── SOURCE DATA
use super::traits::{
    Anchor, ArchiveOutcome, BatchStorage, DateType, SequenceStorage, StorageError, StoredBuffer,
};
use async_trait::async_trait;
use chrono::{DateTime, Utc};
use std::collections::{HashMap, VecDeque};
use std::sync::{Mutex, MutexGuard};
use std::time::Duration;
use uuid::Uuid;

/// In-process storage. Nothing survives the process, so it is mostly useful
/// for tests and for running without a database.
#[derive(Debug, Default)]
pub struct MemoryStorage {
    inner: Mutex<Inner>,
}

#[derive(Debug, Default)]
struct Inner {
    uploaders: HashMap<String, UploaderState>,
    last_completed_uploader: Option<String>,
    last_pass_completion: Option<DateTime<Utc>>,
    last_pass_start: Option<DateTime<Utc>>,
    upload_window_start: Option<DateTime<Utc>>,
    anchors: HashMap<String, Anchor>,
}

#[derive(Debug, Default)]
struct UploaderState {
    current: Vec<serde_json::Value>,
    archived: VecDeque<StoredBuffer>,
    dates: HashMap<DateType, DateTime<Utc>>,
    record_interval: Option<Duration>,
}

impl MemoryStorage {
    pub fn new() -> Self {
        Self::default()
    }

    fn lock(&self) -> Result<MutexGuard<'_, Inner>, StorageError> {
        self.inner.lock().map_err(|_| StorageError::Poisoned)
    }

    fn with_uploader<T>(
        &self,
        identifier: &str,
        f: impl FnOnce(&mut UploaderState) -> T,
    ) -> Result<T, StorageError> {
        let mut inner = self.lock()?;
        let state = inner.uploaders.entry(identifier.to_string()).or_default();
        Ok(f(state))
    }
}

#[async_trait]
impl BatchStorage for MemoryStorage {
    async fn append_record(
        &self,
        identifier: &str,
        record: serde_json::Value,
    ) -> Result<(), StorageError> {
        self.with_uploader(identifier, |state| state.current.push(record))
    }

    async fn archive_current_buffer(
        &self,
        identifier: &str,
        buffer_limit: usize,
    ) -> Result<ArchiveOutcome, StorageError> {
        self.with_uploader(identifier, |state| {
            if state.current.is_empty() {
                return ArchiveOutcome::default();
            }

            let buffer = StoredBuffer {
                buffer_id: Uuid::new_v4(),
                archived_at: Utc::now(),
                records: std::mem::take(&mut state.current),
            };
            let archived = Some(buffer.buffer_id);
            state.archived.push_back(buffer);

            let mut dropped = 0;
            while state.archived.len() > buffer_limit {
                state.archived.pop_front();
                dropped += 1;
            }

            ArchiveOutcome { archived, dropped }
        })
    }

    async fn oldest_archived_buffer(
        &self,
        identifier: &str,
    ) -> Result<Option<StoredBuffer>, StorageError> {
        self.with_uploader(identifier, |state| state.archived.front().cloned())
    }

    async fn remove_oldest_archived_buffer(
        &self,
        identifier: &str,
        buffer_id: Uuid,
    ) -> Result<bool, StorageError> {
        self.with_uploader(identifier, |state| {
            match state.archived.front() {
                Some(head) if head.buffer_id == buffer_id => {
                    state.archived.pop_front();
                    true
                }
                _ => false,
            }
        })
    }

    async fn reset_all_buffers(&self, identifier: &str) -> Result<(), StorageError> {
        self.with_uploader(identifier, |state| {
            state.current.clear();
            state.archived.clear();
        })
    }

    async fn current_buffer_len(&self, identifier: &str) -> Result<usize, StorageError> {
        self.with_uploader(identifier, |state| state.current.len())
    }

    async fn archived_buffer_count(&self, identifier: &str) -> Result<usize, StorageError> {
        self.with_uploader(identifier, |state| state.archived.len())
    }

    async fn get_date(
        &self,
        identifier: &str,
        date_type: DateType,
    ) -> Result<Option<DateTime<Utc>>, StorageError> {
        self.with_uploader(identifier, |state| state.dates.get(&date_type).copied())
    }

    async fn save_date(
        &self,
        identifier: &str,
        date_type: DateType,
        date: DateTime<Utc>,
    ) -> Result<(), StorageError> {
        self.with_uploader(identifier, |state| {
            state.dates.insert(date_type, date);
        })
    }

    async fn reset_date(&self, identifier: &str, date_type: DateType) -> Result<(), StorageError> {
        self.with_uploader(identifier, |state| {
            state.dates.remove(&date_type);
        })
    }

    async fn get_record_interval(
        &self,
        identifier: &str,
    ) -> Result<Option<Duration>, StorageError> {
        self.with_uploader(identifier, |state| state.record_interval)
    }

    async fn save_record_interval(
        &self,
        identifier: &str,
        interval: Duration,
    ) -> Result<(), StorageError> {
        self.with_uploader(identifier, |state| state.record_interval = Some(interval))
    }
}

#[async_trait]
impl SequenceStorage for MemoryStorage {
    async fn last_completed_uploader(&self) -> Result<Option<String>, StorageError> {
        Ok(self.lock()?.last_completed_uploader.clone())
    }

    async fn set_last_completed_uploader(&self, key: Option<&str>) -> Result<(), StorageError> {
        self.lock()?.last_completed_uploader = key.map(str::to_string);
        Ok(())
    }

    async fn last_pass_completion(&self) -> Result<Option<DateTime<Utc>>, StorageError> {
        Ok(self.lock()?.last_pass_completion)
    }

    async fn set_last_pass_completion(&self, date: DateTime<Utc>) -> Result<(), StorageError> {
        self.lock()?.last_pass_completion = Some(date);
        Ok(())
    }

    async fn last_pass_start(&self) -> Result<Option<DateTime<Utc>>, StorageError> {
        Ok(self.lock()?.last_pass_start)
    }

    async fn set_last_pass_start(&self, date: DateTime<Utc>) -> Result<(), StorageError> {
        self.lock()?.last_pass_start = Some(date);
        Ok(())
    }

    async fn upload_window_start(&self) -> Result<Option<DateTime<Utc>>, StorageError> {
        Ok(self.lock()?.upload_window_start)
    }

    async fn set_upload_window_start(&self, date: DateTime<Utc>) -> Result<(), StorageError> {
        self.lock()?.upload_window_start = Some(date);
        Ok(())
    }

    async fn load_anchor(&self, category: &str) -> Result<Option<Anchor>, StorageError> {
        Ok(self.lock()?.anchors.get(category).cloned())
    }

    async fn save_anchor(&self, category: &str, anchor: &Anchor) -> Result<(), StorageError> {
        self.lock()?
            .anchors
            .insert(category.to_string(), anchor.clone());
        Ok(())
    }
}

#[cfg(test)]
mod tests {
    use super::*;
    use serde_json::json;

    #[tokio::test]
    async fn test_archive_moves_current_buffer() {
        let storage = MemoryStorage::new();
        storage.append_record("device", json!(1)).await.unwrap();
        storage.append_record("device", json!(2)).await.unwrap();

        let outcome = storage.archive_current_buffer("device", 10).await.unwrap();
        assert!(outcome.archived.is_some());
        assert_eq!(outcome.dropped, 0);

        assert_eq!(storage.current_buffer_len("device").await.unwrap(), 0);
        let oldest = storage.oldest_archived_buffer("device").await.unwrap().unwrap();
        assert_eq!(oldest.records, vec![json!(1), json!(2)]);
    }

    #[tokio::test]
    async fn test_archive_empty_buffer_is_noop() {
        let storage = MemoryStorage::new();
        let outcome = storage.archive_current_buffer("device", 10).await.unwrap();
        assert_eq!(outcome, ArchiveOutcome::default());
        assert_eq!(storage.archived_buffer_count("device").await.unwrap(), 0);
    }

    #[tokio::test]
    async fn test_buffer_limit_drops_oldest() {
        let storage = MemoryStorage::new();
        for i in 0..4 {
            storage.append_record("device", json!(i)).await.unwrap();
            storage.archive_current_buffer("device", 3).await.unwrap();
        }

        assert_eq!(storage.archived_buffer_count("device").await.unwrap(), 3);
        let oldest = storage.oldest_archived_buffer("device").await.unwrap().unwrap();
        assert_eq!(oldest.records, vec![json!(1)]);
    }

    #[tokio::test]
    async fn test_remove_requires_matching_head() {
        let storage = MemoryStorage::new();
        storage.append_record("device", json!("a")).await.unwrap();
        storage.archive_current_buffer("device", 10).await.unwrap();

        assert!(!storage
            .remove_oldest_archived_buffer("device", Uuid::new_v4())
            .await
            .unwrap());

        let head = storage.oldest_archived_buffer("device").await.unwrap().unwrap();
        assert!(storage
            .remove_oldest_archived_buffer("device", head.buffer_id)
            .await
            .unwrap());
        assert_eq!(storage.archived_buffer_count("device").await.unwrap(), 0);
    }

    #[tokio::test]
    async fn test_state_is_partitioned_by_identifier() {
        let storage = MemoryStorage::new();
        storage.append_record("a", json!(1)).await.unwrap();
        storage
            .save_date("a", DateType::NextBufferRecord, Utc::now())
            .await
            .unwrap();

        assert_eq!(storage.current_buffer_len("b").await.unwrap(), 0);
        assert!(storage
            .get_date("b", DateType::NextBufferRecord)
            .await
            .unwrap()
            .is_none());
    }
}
────
__WHAT THE TASK ASKS__: Please report the number of lines in the data that include "tests", with no other words.

__EXPECTED OUTPUT__: 2